Sun Microsystems, Inc.  Sun System Handbook - ISO 3.4 June 2011 Internal/Partner Edition
   Home | Current Systems | Former STK Products | EOL Systems | Components | General Info | Search | Feedback

Asset ID: 1-71-1011849.1
Update Date:2009-04-01
Keywords:

Solution Type  Technical Instruction Sure

Solution  1011849.1 :   AUTOMATIC SYSTEM RECOVERY (ASR) - Sun Fire [TM] V480/V880  


Related Items
  • Sun Fire V480 Server
  •  
  • Sun Fire V880 Server
  •  
Related Categories
  • GCS>Sun Microsystems>Servers>Entry-Level Servers
  •  

PreviouslyPublishedAs
216230


Description
The automatic system recovery feature for the Sun Fire[TM] V480/V880 enables the system to resume operation in the event a NON-Fatal Error has occurred. When ASR is enabled, the system's firmware diagnostics automatically detect failed hardware components. The OpenBoot[TM] PROM (OBP) firmware will deconfigure the failed components and restore system operation as long as the system is capable of operating without the failed component.

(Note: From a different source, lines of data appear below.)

// Copyright 2025 The Matrix.org Foundation C.I.C.
//
// Licensed under the Apache License, Version 2.0 (the "License");
// you may not use this file except in compliance with the License.
// You may obtain a copy of the License at
//
//     http://www.apache.org/licenses/LICENSE-2.0
//
// Unless required by applicable law or agreed to in writing, software
// distributed under the License is distributed on an "AS IS" BASIS,
// WITHOUT WARRANTIES OR CONDITIONS OF ANY KIND, either express or implied.
// See the License for the specific language governing permissions and
// limitations under the License.

use std::collections::BTreeMap;

use futures_util::future::{OptionFuture, join3};
use ruma::{
    OwnedEventId, RoomId, UserId,
    events::{AnyTimelineEvent, TimelineEventType, room::member::MembershipState},
    serde::Raw,
};
use serde::Deserialize;
use tracing::{debug, info, instrument};

use crate::{
    DigestConfig, Error, EventStore, PushNotification, Result, RoomPresenter, RoomStateSnapshot,
    RoomVars,
    alias::resolve_canonical_alias,
    merge::{MergeOutcome, merge_notif_vars},
};

/// Builds the per-room view-models of an email digest.
///
/// The digest pipeline decides which rooms and notifications go in a digest;
/// this only turns the notifications of one room into a [`RoomVars`]. Rooms
/// are independent, so several of them can be built concurrently.
#[derive(Debug)]
pub struct EmailDigest<S, P> {
    /// Where the canonical alias events are fetched from.
    store: S,

    /// Computes the room name and avatar, and renders the notifications.
    presenter: P,

    config: DigestConfig,
}

impl<S: EventStore, P: RoomPresenter> EmailDigest<S, P> {
    /// Create a new builder for an email digest.
    pub fn builder(store: S, presenter: P) -> EmailDigestBuilder<S, P> {
        EmailDigestBuilder::new(store, presenter)
    }

    /// The configuration this digest was built with.
    pub fn config(&self) -> &DigestConfig {
        &self.config
    }

    /// Get the canonical alias of a room, given its state.
    ///
    /// Failures to fetch or read the `m.room.canonical_alias` event are
    /// logged and result in `None`.
    pub async fn canonical_alias(&self, state: &RoomStateSnapshot) -> Option<String> {
        resolve_canonical_alias(&self.store, state).await
    }

    /// Build the view-model of a room.
    ///
    /// # Arguments
    ///
    /// * `room_id` - The room to build the view-model for.
    ///
    /// * `user_id` - The user receiving the digest.
    ///
    /// * `notifs` - The unread notifications of the user in the room, oldest
    ///   first.
    ///
    /// * `notif_events` - The events of `notifs`, by event id. Every
    ///   notification must have its event in there.
    ///
    /// * `state` - The current state of the room.
    ///
    /// If one of the notifications is an invite of `user_id`, the view-model
    /// is an invite and has no digest entries. Otherwise every notification
    /// is rendered, and entries sharing messages with the one before them are
    /// merged, see [`merge_notif_vars`].
    #[instrument(skip_all, fields(room_id = ?room_id))]
    pub async fn build_room_vars(
        &self,
        room_id: &RoomId,
        user_id: &UserId,
        notifs: &[PushNotification],
        notif_events: &BTreeMap<OwnedEventId, Raw<AnyTimelineEvent>>,
        state: &RoomStateSnapshot,
    ) -> Result<RoomVars> {
        let mut is_invite = false;
        for notif in notifs {
            if is_invite_for(notif_event(notif_events, notif)?, user_id) {
                is_invite = true;
                break;
            }
        }

        let alias = OptionFuture::from(
            self.config.include_canonical_alias.then(|| self.canonical_alias(state)),
        );
        let (title, avatar_url, canonical_alias) = join3(
            self.presenter.room_name(state, user_id),
            self.presenter.room_avatar_url(state),
            alias,
        )
        .await;

        let mut room_vars = RoomVars {
            title: title.map_err(Error::presenter)?,
            hash: self.presenter.room_accent(room_id),
            notifs: Vec::new(),
            invite: is_invite,
            link: self.presenter.room_link(room_id),
            avatar_url: avatar_url.map_err(Error::presenter)?,
            canonical_alias: canonical_alias.flatten(),
        };

        if is_invite {
            debug!("The user was invited to the room, not rendering notifications");
            return Ok(room_vars);
        }

        for notif in notifs {
            let event = notif_event(notif_events, notif)?;
            let notif_vars = self
                .presenter
                .render_notification(notif, user_id, event, state)
                .await
                .map_err(Error::presenter)?;

            if let MergeOutcome::Distinct(notif_vars) =
                merge_notif_vars(&mut room_vars.notifs, notif_vars)
            {
                room_vars.notifs.push(notif_vars);
            }
        }

        Ok(room_vars)
    }
}

/// Builder for an [`EmailDigest`].
#[derive(Debug)]
pub struct EmailDigestBuilder<S, P> {
    store: S,
    presenter: P,
    config: DigestConfig,
}

impl<S: EventStore, P: RoomPresenter> EmailDigestBuilder<S, P> {
    fn new(store: S, presenter: P) -> Self {
        Self { store, presenter, config: DigestConfig::default() }
    }

    /// Use the given configuration, replacing anything set before.
    pub fn config(mut self, config: DigestConfig) -> Self {
        self.config = config;
        self
    }

    /// Whether to look up the canonical alias of the rooms.
    ///
    /// Enabled by default.
    pub fn include_canonical_alias(mut self, include: bool) -> Self {
        self.config.include_canonical_alias = include;
        self
    }

    /// Finishes configuring the [`EmailDigest`].
    pub fn build(self) -> EmailDigest<S, P> {
        info!(
            include_canonical_alias = self.config.include_canonical_alias,
            "Initializing the email digest room builder"
        );

        EmailDigest { store: self.store, presenter: self.presenter, config: self.config }
    }
}

fn notif_event<'a>(
    notif_events: &'a BTreeMap<OwnedEventId, Raw<AnyTimelineEvent>>,
    notif: &PushNotification,
) -> Result<&'a Raw<AnyTimelineEvent>> {
    notif_events
        .get(&notif.event_id)
        .ok_or_else(|| Error::MissingNotificationEvent { event_id: notif.event_id.clone() })
}

#[derive(Deserialize)]
struct MembershipContent {
    membership: MembershipState,
}

/// Whether `event` is an invite of `user_id` in the room.
fn is_invite_for(event: &Raw<AnyTimelineEvent>, user_id: &UserId) -> bool {
    let is_member_event = event
        .get_field::<TimelineEventType>("type")
        .ok()
        .flatten()
        .is_some_and(|event_type| event_type == TimelineEventType::RoomMember);

    let is_about_user = event
        .get_field::<String>("state_key")
        .ok()
        .flatten()
        .is_some_and(|state_key| state_key == user_id.as_str());

    is_member_event
        && is_about_user
        && event
            .get_field::<MembershipContent>("content")
            .ok()
            .flatten()
            .is_some_and(|content| content.membership == MembershipState::Invite)
}
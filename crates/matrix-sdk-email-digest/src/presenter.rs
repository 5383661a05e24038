// Copyright 2025 The Matrix.org Foundation C.I.C.
//
// Licensed under the Apache License, Version 2.0 (the "License");
// you may not use this file except in compliance with the License.
// You may obtain a copy of the License at
//
//     http://www.apache.org/licenses/LICENSE-2.0
//
// Unless required by applicable law or agreed to in writing, software
// distributed under the License is distributed on an "AS IS" BASIS,
// WITHOUT WARRANTIES OR CONDITIONS OF ANY KIND, either express or implied.
// See the License for the specific language governing permissions and
// limitations under the License.

use std::fmt;

use async_trait::async_trait;
use ruma::{RoomId, UserId, events::AnyTimelineEvent, serde::Raw};

use crate::{NotifVars, PushNotification, RoomStateSnapshot};

/// The parts of the digest that depend on how the homeserver presents rooms
/// and messages.
///
/// Errors returned by the methods of this trait abort the building of the
/// room's view-model and are forwarded to the caller as
/// [`Error::Presenter`](crate::Error::Presenter).
#[async_trait]
pub trait RoomPresenter: fmt::Debug + Send + Sync {
    /// The error type used by this presenter.
    type Error: std::error::Error + Send + Sync + 'static;

    /// Compute the name of the room, as seen by `user_id`.
    async fn room_name(
        &self,
        state: &RoomStateSnapshot,
        user_id: &UserId,
    ) -> Result<String, Self::Error>;

    /// Get the URL of the room's avatar, if it has one.
    async fn room_avatar_url(
        &self,
        state: &RoomStateSnapshot,
    ) -> Result<Option<String>, Self::Error>;

    /// Render a notification into a digest entry.
    ///
    /// # Arguments
    ///
    /// * `notification` - The notification to render.
    ///
    /// * `user_id` - The user receiving the digest.
    ///
    /// * `event` - The event `notification` points to.
    ///
    /// * `state` - The state of the room the notification happened in.
    async fn render_notification(
        &self,
        notification: &PushNotification,
        user_id: &UserId,
        event: &Raw<AnyTimelineEvent>,
        state: &RoomStateSnapshot,
    ) -> Result<NotifVars, Self::Error>;

    /// Build a link to the room.
    ///
    /// Defaults to a `matrix.to` link.
    fn room_link(&self, room_id: &RoomId) -> String {
        room_id.matrix_to_uri().to_string()
    }

    /// Derive the accent of the room from its id.
    ///
    /// The result must only depend on `room_id`. Defaults to
    /// [`string_ordinal_total`].
    fn room_accent(&self, room_id: &RoomId) -> u64 {
        string_ordinal_total(room_id.as_str())
    }
}

/// The sum of the code points of the characters of `s`.
pub fn string_ordinal_total(s: &str) -> u64 {
    s.chars().map(u64::from).sum()
}
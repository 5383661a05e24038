// Copyright 2025 The Matrix.org Foundation C.I.C.
//
// Licensed under the Apache License, Version 2.0 (the "License");
// you may not use this file except in compliance with the License.
// You may obtain a copy of the License at
//
//     http://www.apache.org/licenses/LICENSE-2.0
//
// Unless required by applicable law or agreed to in writing, software
// distributed under the License is distributed on an "AS IS" BASIS,
// WITHOUT WARRANTIES OR CONDITIONS OF ANY KIND, either express or implied.
// See the License for the specific language governing permissions and
// limitations under the License.

//! Per-room view-models for Matrix email notification digests.
//!
//! For every room that has unread notifications, an email digest shows a
//! block with the room's name, avatar, canonical alias and the messages that
//! triggered the notifications. This crate builds that block, the
//! [`RoomVars`], out of data the digest pipeline already holds: the ordered
//! push notifications of the room, the events they point to and a snapshot of
//! the room state.
//!
//! Everything that requires knowledge of the homeserver (fetching events,
//! computing a room name, rendering a message) is delegated to the
//! [`EventStore`] and [`RoomPresenter`] traits.

#![warn(missing_docs, missing_debug_implementations)]

mod alias;
mod config;
mod error;
pub mod merge;
mod presenter;
mod room_vars;
mod state;
mod store;
#[cfg(test)]
mod test_utils;
mod vars;

pub use self::{
    config::DigestConfig,
    error::{Error, Result},
    presenter::{RoomPresenter, string_ordinal_total},
    room_vars::{EmailDigest, EmailDigestBuilder},
    state::RoomStateSnapshot,
    store::{EventStore, MemoryEventStore, MemoryEventStoreError},
    vars::{MessageVars, NotifVars, PushNotification, RoomVars},
};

The ASR feature enables the system to reboot automatically, without operator intervention.



Steps to Follow
AUTOMATIC SYSTEM RECOVERY (ASR) - Sun Fire V480/V880 (OBP version 4.5.x and Below, 4.6.x and Above):

NOTE : For OBP version prior to 4.15, recommended settings for OBP parameters are described in FAB < Solution: 200879 > 

NOTE : For OBP version 4.15.x and above see notes at the end of document or check FAB < Solution: 200879 >

NOTE: Recommendation in FAB < Solution: 201161 > is to upgrade to OBP 4.15.6 or later

AUTOMATIC SYSTEM RECOVERY (ASR) for OBP Versions 4.6.x and Above

ok setenv auto-boot  true

ok setenv auto-boot-on-error  true

ok setenv diag-switch  true

ok setenv diag-level max

ok setenv diag-device (a value = to boot-device) disk

ok setenv post-trigger all-resets  

'post-trigger' options:

power-on-reset: Execute POST during system power-cycle on

error-reset: Execute POST on Red State Exception, Watchdog, or Fatal Reset events

user-reset: Execute POST on panic or user-initiated events (ie: reboot, reset-all).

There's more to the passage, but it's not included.